Micronutriënten: Essentiële Kleine Krachtpatsers

Introduction

In the world of nutrition and health, macronutrients such as fats, proteins and carbohydrates often receive the most attention. However, micronutrients – including vitamins, minerals and trace elements – are just as important for our health, despite only being needed in small quantities.

Vitamins: Various Roles and Sources

Vitamins perform essential functions within the body. Here are some examples with their functions and sources of nutrition:

  • Vitamin A : Supports vision. Sources : carrots, sweet potatoes.
  • Vitamin D : Important for healthy bones and teeth. Sources : oily fish, egg yolks.
  • Vitamin E : Works as a powerful antioxidant. Sources : nuts, seeds.
  • Vitamin K : Necessary for proper blood clotting. Sources : leafy greens.
  • B vitamins : Support energy production and the nervous system. Sources : whole grains, meat, nuts.
  • Vitamin C : Supports the immune system. Sources : citrus fruits, paprika.

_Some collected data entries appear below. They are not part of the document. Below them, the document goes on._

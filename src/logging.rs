//! Tracing setup shared by every subcommand.

use tracing_subscriber::filter::LevelFilter;
use tracing_subscriber::layer::SubscriberExt;
use tracing_subscriber::util::SubscriberInitExt;

pub fn level(debug: bool) -> LevelFilter {
    if debug {
        LevelFilter::DEBUG
    } else {
        LevelFilter::INFO
    }
}

/// Install the global subscriber: fmt output with target and level
pub fn init(debug: bool) {
    tracing_subscriber::registry()
        .with(
            tracing_subscriber::fmt::layer()
                .with_target(true)
                .with_level(true),
        )
        .with(level(debug))
        .init();
}
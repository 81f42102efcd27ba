//! Private relay bot: users write to the bot, admins answer through it.

use std::sync::Arc;
use teloxide::Bot;
use tracing::info;

use crate::config::{BotConfig, GuardSettings, RelaySettings};
use crate::events::{CommandRouter, Filter, InboundEvent, Priority};
use crate::managers::{AdminOps, MessageRelay, SharedAdminOps, SharedMessageRelay};
use crate::notifier::SharedNotifier;
use crate::state::create_shared_block_store;

pub fn relay_router(relay: SharedMessageRelay, admin_ops: SharedAdminOps) -> CommandRouter {
    let handler = relay.clone();
    let router = CommandRouter::new().route(Priority::Commands, Filter::Command("start"), "start", move |event| {
        let relay = handler.clone();
        async move {
            match event {
                InboundEvent::Command(command) => relay.start(&command).await,
                _ => Ok(()),
            }
        }
    });

    let ops = admin_ops.clone();
    let router = router.route(Priority::Commands, Filter::Command("ban"), "ban", move |event| {
        let ops = ops.clone();
        async move {
            match event {
                InboundEvent::Command(command) => ops.ban(&command).await,
                _ => Ok(()),
            }
        }
    });

    let ops = admin_ops;
    let router = router.route(Priority::Commands, Filter::Command("unban"), "unban", move |event| {
        let ops = ops.clone();
        async move {
            match event {
                InboundEvent::Command(command) => ops.unban(&command).await,
                _ => Ok(()),
            }
        }
    });

    router.route(Priority::Fallback, Filter::AnyMessage, "relay", move |event| {
        let relay = relay.clone();
        async move {
            match event {
                InboundEvent::Message(message) => relay.on_message(&message).await,
                _ => Ok(()),
            }
        }
    })
}

/// Load configuration and run the relay on the configured transport
pub async fn run_relay() -> anyhow::Result<()> {
    let config = BotConfig::from_env()?;
    let settings = RelaySettings::from_env()?;
    let delete_delay = GuardSettings::from_env()?.delete_delay;
    info!(
        "Starting relay bot: {} admin(s), block list at {}",
        config.admins.len(),
        settings.block_list_path.display()
    );

    let bot = Bot::new(&config.token);
    let notifier: SharedNotifier = Arc::new(bot.clone());
    let block_store = create_shared_block_store(settings.block_list_path).await;

    let admin_ops = Arc::new(AdminOps::new(
        config.admins.clone(),
        block_store.clone(),
        notifier.clone(),
        delete_delay,
    ));
    let relay = Arc::new(MessageRelay::new(config.admins.clone(), block_store, notifier));

    crate::transport::run(bot, config.transport, relay_router(relay, admin_ops)).await
}
use teloxide::RequestError;
use thiserror::Error;

#[derive(Error, Debug)]
pub enum BotError {
    // Configuration errors
    #[error("Missing required setting: {key}")]
    MissingConfig { key: String },

    #[error("Invalid value for {key}: {message}")]
    InvalidConfig { key: String, message: String },

    // State errors
    #[error("Failed to save state to '{path}': {source}")]
    StateSave {
        path: String,
        #[source]
        source: std::io::Error,
    },

    #[error("Failed to load state from '{path}': {source}")]
    StateLoad {
        path: String,
        #[source]
        source: std::io::Error,
    },

    #[error("Failed to parse state file '{path}': {source}")]
    StateParse {
        path: String,
        #[source]
        source: serde_json::Error,
    },

    // Telegram errors
    #[error("Telegram request {method} failed: {source}")]
    Telegram {
        method: &'static str,
        #[source]
        source: RequestError,
    },

    #[error("Invalid content filter pattern '{pattern}': {source}")]
    FilterPattern {
        pattern: String,
        #[source]
        source: regex::Error,
    },

    // Generic errors
    #[error("Internal error: {message}")]
    Internal { message: String },
}

impl BotError {
    /// Map a failed Bot API request, naming the method for the log line
    pub fn telegram(method: &'static str) -> impl FnOnce(RequestError) -> Self {
        move |source| BotError::Telegram { method, source }
    }

    pub fn missing(key: &str) -> Self {
        BotError::MissingConfig {
            key: key.to_string(),
        }
    }

    pub fn invalid(key: &str, message: impl Into<String>) -> Self {
        BotError::InvalidConfig {
            key: key.to_string(),
            message: message.into(),
        }
    }
}

impl From<std::io::Error> for BotError {
    fn from(err: std::io::Error) -> Self {
        BotError::Internal {
            message: err.to_string(),
        }
    }
}

impl From<serde_json::Error> for BotError {
    fn from(err: serde_json::Error) -> Self {
        BotError::Internal {
            message: err.to_string(),
        }
    }
}

pub type Result<T> = std::result::Result<T, BotError>;
use teloxide::types::{ChatId, MessageId, ParseMode};

/// A message to send, turned into a `sendMessage` request by the notifier
#[derive(Debug, Clone, PartialEq)]
pub struct OutgoingMessage {
    pub chat_id: ChatId,
    pub text: String,
    pub parse_mode: Option<ParseMode>,
    pub reply_to: Option<MessageId>,
    pub disable_web_page_preview: bool,
}

impl OutgoingMessage {
    pub fn new(chat_id: ChatId, text: impl Into<String>) -> Self {
        Self {
            chat_id,
            text: text.into(),
            parse_mode: None,
            reply_to: None,
            disable_web_page_preview: false,
        }
    }

    pub fn reply_to(mut self, message_id: MessageId) -> Self {
        self.reply_to = Some(message_id);
        self
    }

    pub fn parse_mode(mut self, mode: ParseMode) -> Self {
        self.parse_mode = Some(mode);
        self
    }

    pub fn without_preview(mut self) -> Self {
        self.disable_web_page_preview = true;
        self
    }
}
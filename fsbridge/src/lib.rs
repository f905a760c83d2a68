//! Host side of a filesystem bridge for sandboxed programs.
//!
//! A program running without syscalls (Go compiled to WebAssembly, inside a
//! browser page) posts each filesystem primitive to `<base>/<operation>` and
//! gets back a `[error, ...values]` tuple shaped like Node's `fs` callbacks.
//! The host performs the call directly and trusts the caller completely: there
//! is no path confinement.

#[cfg(not(unix))]
compile_error!("fsbridge forwards POSIX syscalls and only builds on unix hosts");

pub mod api;
pub mod bridge;
pub mod config;
pub mod error;
pub mod utils;
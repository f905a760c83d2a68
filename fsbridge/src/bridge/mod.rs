//! Syscall forwarding: operation name + JSON body in, result tuple out.
//!
//! The bridge holds no state between requests. Descriptors returned by `open`
//! belong to the host process and stay valid until some later request closes
//! them; the bridge neither tracks nor serializes their use.

pub mod args;
pub mod decoder;
pub mod handlers;
pub mod operation;
pub mod reply;
pub mod stat;
pub(crate) mod sys;

pub use decoder::Decoder;
pub use operation::Operation;
pub use reply::ResultTuple;
pub use stat::Stat;

use crate::error::{AppError, FsError};

/// Runs one operation against the host filesystem.
///
/// Blocks for the duration of the native call.
pub fn dispatch(name: &str, body: &[u8]) -> Result<ResultTuple, AppError> {
    if name.is_empty() {
        return Err(AppError::MissingOperation);
    }
    let op: Operation = name.parse()?;

    let outcome = match op.handler() {
        Some(handler) => handler.handle(&Decoder::new(body)),
        None => Err(FsError::Unimplemented),
    };

    match outcome {
        Ok(values) => {
            tracing::debug!(op = %op, "operation succeeded");
            Ok(ResultTuple::success(values))
        }
        Err(FsError::Malformed(err)) => Err(AppError::MalformedBody(err)),
        Err(FsError::Encode(err)) => Err(AppError::EncodeFailed(err)),
        Err(err) => {
            tracing::debug!(op = %op, error = %err, "operation failed");
            Ok(ResultTuple::failure(&err))
        }
    }
}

Minerals: Building Blocks and Regulators

Minerals, like vitamins, have several important functions within the body:

  • Calcium : Supports bone and muscle function. Sources : dairy products, leafy greens.
  • Magnesium : Important for nerve functions. Sources : nuts, seeds, leafy greens.
  • Iron : Essential for oxygen transport. Sources : red meat, beans.
  • Zinc : Supports the immune system. Sources : meat, shellfish.

Trace Elements: Small but Powerful

These elements are essential in very small quantities, but remain important:

  • Iodine : Supports thyroid function. Sources : seafood, dairy.
  • Selenium : Works as an antioxidant. Sources : nuts, meat.

Conclusion

Micronutrients, although only needed in small quantities, play an essential role in our health. A varied and balanced diet helps to maintain these nutrients. By paying attention to these building blocks, we can support our body and improve our health.